Across the world, a number of emergency funds and new laws have been enacted to financially aid employees that have been laid off due to COVID-19. Each region offering these economic relief benefits has different eligibility requirements, from being laid off due to COVID-19 to interest free loans for small business, and deferred tax payments. However, while policies are still being created, there is one general area that is quite uncertain across North America – what do all of these laws mean for those that are freelancing in the gig-economy?
Traditionally, gig-workers (such as those who work with Uber or Skip the Dishes), are considered contractors, and have not previously had access to unemployment benefits like what is offered to traditional, full-time employees. Most employees have access through their employers to health insurance, paid time off (PTO), workers’ compensation, and unemployment insurance. In addition, those who are traditionally self-employed (i.e. through their own enterprise, corporation or sole proprietorship) may opt into these benefits as well. But this leads us to question: What about the fate of those independent contractors hired through a platform such as Uber? They are considered independent contractors; however, the company doesn’t hire them for a service that could technically be classified as the service provided by an independent contractor. This leads to an additional question: Have those who work for companies like Uber and DoorDash been misclassified as an ‘independent contractor’?
Based on American legislation, if an employee is misclassified, the company can be responsible for paying hefty fines for such misclassifications. This is, however once again, becoming a gray area due to the fact that under the Coronavirus Relief Bill in the USA, contractors and self-employed workers (including those that are freelancing, or working in the gig economy) can apply for unemployment benefits if they can prove with certainty that they have been financially affected by COVID-19. These benefits may include up to 39 weeks of benefits based on the last filed tax return, plus the potential for an additional $600 per week for up to a maximum of four months.

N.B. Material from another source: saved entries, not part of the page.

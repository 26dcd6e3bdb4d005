//! In-process parameter server.
//!
//! Serves single-machine multi-worker runs and the test suite. Semantics
//! follow the bulk-synchronous training contract: the first-ever push of a
//! key stores it verbatim (initialization); afterwards each worker pushes
//! once per round, the round's element-wise sum becomes the stored value
//! once every worker has pushed, pulls park until the round is complete, and
//! the round resets once every worker has pulled.

use std::collections::{HashMap, HashSet};
use std::sync::atomic::{AtomicU64, Ordering};
use std::sync::{Arc, Condvar, Mutex};

use tracing::trace;

use crate::error::{EngineError, Result};
use crate::ps::{PsCallback, PsClient, PsHandle, PsKv};
use crate::reduce::reduce_slice;
use crate::types::{DataType, Key, command_dtype};

/// Tracks one multi-shard push/pull until every shard has completed.
struct PendingOp {
    handle: PsHandle,
    remaining: Mutex<usize>,
    cb: Mutex<Option<PsCallback>>,
}

impl PendingOp {
    fn new(handle: PsHandle, shards: usize, cb: Option<PsCallback>) -> Arc<Self> {
        Arc::new(Self {
            handle,
            remaining: Mutex::new(shards),
            cb: Mutex::new(cb),
        })
    }

    fn finish_shard(&self, server: &LocalPsServer) {
        let done = {
            let mut remaining = self.remaining.lock().expect("pending op lock");
            *remaining -= 1;
            *remaining == 0
        };
        if done {
            server.mark_complete(self.handle);
            if let Some(cb) = self.cb.lock().expect("pending op lock").take() {
                cb();
            }
        }
    }
}

/// A parked pull waiting for its round to complete.
struct ParkedPull {
    worker: u32,
    dst: u64,
    len: usize,
    op: Arc<PendingOp>,
}

// SAFETY: the raw destination pointer stays valid until the continuation
// runs; that is the zpull caller's contract.
unsafe impl Send for ParkedPull {}

#[derive(Default)]
struct Slot {
    stored: Vec<u8>,
    initialized: bool,
    acc: Vec<u8>,
    pushed: HashSet<u32>,
    pulled: HashSet<u32>,
    round_ready: bool,
    parked: Vec<ParkedPull>,
}

struct BarrierState {
    waiting: u32,
    generation: u64,
}

pub struct LocalPsServer {
    num_workers: u32,
    slots: Mutex<HashMap<Key, Slot>>,
    barrier: Mutex<BarrierState>,
    barrier_cv: Condvar,
    completed: Mutex<HashSet<PsHandle>>,
    completed_cv: Condvar,
    next_handle: AtomicU64,
}

impl LocalPsServer {
    pub fn new(num_workers: u32) -> Arc<Self> {
        Arc::new(Self {
            num_workers,
            slots: Mutex::new(HashMap::new()),
            barrier: Mutex::new(BarrierState {
                waiting: 0,
                generation: 0,
            }),
            barrier_cv: Condvar::new(),
            completed: Mutex::new(HashSet::new()),
            completed_cv: Condvar::new(),
            next_handle: AtomicU64::new(1),
        })
    }

    /// A client bound to one worker identity.
    pub fn client(self: &Arc<Self>, worker_id: u32) -> Arc<LocalPsClient> {
        Arc::new(LocalPsClient {
            server: Arc::clone(self),
            worker_id,
        })
    }

    fn new_handle(&self) -> PsHandle {
        self.next_handle.fetch_add(1, Ordering::Relaxed)
    }

    fn mark_complete(&self, handle: PsHandle) {
        self.completed.lock().expect("completion lock").insert(handle);
        self.completed_cv.notify_all();
    }

    fn wait_handle(&self, handle: PsHandle) -> Result<()> {
        let mut completed = self.completed.lock().expect("completion lock");
        while !completed.remove(&handle) {
            completed = self.completed_cv.wait(completed).expect("completion lock");
        }
        Ok(())
    }

    /// Returns the pulls released by this push, to be completed outside the
    /// slot lock.
    fn push(&self, worker: u32, key: Key, data: &[u8], dtype: DataType) -> Result<Vec<ParkedPull>> {
        let mut slots = self.slots.lock().expect("slot lock");
        let slot = slots.entry(key).or_default();

        if !slot.initialized {
            slot.stored = data.to_vec();
            slot.initialized = true;
            trace!(key, len = data.len(), "key initialized");
            return Ok(Vec::new());
        }

        if !slot.pushed.insert(worker) {
            return Err(EngineError::Ps(format!(
                "worker {worker} pushed key {key} twice in one round"
            )));
        }
        if slot.acc.is_empty() {
            slot.acc = vec![0u8; data.len()];
        }
        let count = data.len() / dtype.size_in_bytes();
        reduce_slice(&mut slot.acc, data, count, dtype, crate::types::ReduceOp::Sum)?;

        if slot.pushed.len() as u32 == self.num_workers {
            slot.stored = std::mem::take(&mut slot.acc);
            slot.pushed.clear();
            slot.round_ready = true;
            trace!(key, "round complete");
            return Ok(std::mem::take(&mut slot.parked));
        }
        Ok(Vec::new())
    }

    /// Serve a completed round into `dst` and account the puller. Must be
    /// called with the slot round-ready.
    fn serve(slot: &mut Slot, worker: u32, dst: u64, len: usize) {
        let n = len.min(slot.stored.len());
        unsafe {
            std::ptr::copy_nonoverlapping(slot.stored.as_ptr(), dst as *mut u8, n);
        }
        slot.pulled.insert(worker);
    }

    fn finish_round_if_drained(&self, slot: &mut Slot) {
        if slot.pulled.len() as u32 == self.num_workers {
            slot.pulled.clear();
            slot.round_ready = false;
        }
    }

    /// Returns true if the pull was served inline, false if parked.
    fn pull(&self, worker: u32, key: Key, dst: u64, len: usize, op: Arc<PendingOp>) -> Result<bool> {
        let mut slots = self.slots.lock().expect("slot lock");
        let slot = slots.entry(key).or_default();
        if slot.round_ready {
            Self::serve(slot, worker, dst, len);
            self.finish_round_if_drained(slot);
            Ok(true)
        } else {
            slot.parked.push(ParkedPull {
                worker,
                dst,
                len,
                op,
            });
            Ok(false)
        }
    }

    fn arrive_barrier(&self) -> Result<()> {
        let mut state = self.barrier.lock().expect("barrier lock");
        let generation = state.generation;
        state.waiting += 1;
        if state.waiting == self.num_workers {
            state.waiting = 0;
            state.generation += 1;
            self.barrier_cv.notify_all();
            return Ok(());
        }
        while state.generation == generation {
            state = self.barrier_cv.wait(state).expect("barrier lock");
        }
        Ok(())
    }
}

/// One worker's handle onto the in-process server.
pub struct LocalPsClient {
    server: Arc<LocalPsServer>,
    worker_id: u32,
}

impl PsClient for LocalPsClient {
    unsafe fn zpush(
        &self,
        kv: &PsKv,
        src: u64,
        len: usize,
        cmd: i32,
        cb: Option<PsCallback>,
    ) -> Result<PsHandle> {
        let dtype = command_dtype(cmd)
            .ok_or_else(|| EngineError::Ps(format!("bad command word {cmd:#x}")))?;
        debug_assert_eq!(kv.lens.iter().sum::<usize>(), len);

        let handle = self.server.new_handle();
        let op = PendingOp::new(handle, kv.keys.len(), cb);

        let mut offset = 0usize;
        for (&key, &shard_len) in kv.keys.iter().zip(kv.lens.iter()) {
            let data =
                unsafe { std::slice::from_raw_parts((src + offset as u64) as *const u8, shard_len) };
            let released = self.server.push(self.worker_id, key, data, dtype)?;
            op.finish_shard(&self.server);
            // Pulls released by a completed round: serve them now, then run
            // their continuations.
            for parked in released {
                {
                    let mut slots = self.server.slots.lock().expect("slot lock");
                    let slot = slots.get_mut(&key).expect("slot exists");
                    LocalPsServer::serve(slot, parked.worker, parked.dst, parked.len);
                    self.server.finish_round_if_drained(slot);
                }
                parked.op.finish_shard(&self.server);
            }
            offset += shard_len;
        }
        Ok(handle)
    }

    unsafe fn zpull(
        &self,
        kv: &PsKv,
        dst: u64,
        len: usize,
        cmd: i32,
        cb: Option<PsCallback>,
    ) -> Result<PsHandle> {
        command_dtype(cmd).ok_or_else(|| EngineError::Ps(format!("bad command word {cmd:#x}")))?;
        debug_assert_eq!(kv.lens.iter().sum::<usize>(), len);

        let handle = self.server.new_handle();
        let op = PendingOp::new(handle, kv.keys.len(), cb);

        let mut offset = 0usize;
        for (&key, &shard_len) in kv.keys.iter().zip(kv.lens.iter()) {
            let served = self.server.pull(
                self.worker_id,
                key,
                dst + offset as u64,
                shard_len,
                Arc::clone(&op),
            )?;
            if served {
                op.finish_shard(&self.server);
            }
            offset += shard_len;
        }
        Ok(handle)
    }

    fn wait(&self, handle: PsHandle) -> Result<()> {
        self.server.wait_handle(handle)
    }

    fn barrier(&self, _group: u32) -> Result<()> {
        self.server.arrive_barrier()
    }
}
use cudarc::nccl::result::NcclError;

pub type Result<T> = std::result::Result<T, CudaBackendError>;

#[derive(Debug, thiserror::Error)]
pub enum CudaBackendError {
    #[error("NCCL error: {0:?}")]
    Nccl(NcclError),

    #[error("CUDA driver error: {0}")]
    CudaDriver(#[from] cudarc::driver::result::DriverError),

    #[error("engine error: {0}")]
    Engine(#[from] tessera::EngineError),

    #[error("communicator bootstrap failed: {reason}")]
    Bootstrap { reason: String },
}

impl From<NcclError> for CudaBackendError {
    fn from(e: NcclError) -> Self {
        CudaBackendError::Nccl(e)
    }
}

#[cfg(test)]
mod tests {
    use super::*;

    #[test]
    fn test_bootstrap_display() {
        let e = CudaBackendError::Bootstrap {
            reason: "id exchange timed out".into(),
        };
        assert!(e.to_string().contains("id exchange timed out"));
    }

    #[test]
    fn test_engine_error_conversion() {
        let e: CudaBackendError = tessera::EngineError::Shutdown.into();
        assert!(e.to_string().contains("shutting down"));
    }
}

The laws invoked due to COVID-19 are similar to those generally initiated in the face of a natural disaster; however, the bill that has been enforced at this time is only applicable until the end of 2020. Overall, it will be interesting to see how this changes the face of the gig economy as we consider the fate of freelancers across North America. Recent statistics have shown that approximately 36%, or around 55 million Americans, are working in some capacity in the gig economy, with 4 in 10 freelance workers making the majority of their annual income from their freelancing work in the gig-economy. This is a huge proportion of the American workforce that will be affected by the workforce changes taking place amidst the COVID-19 pandemic. It would not be uncommon to see the support provided to gig-economy workers (in the form of extended benefits, unemployment insurance, healthcare, and workers’ compensation) resulting in some massive transformations in the next few years as ever more workers move from a traditional working situation to a role within the gig-economy.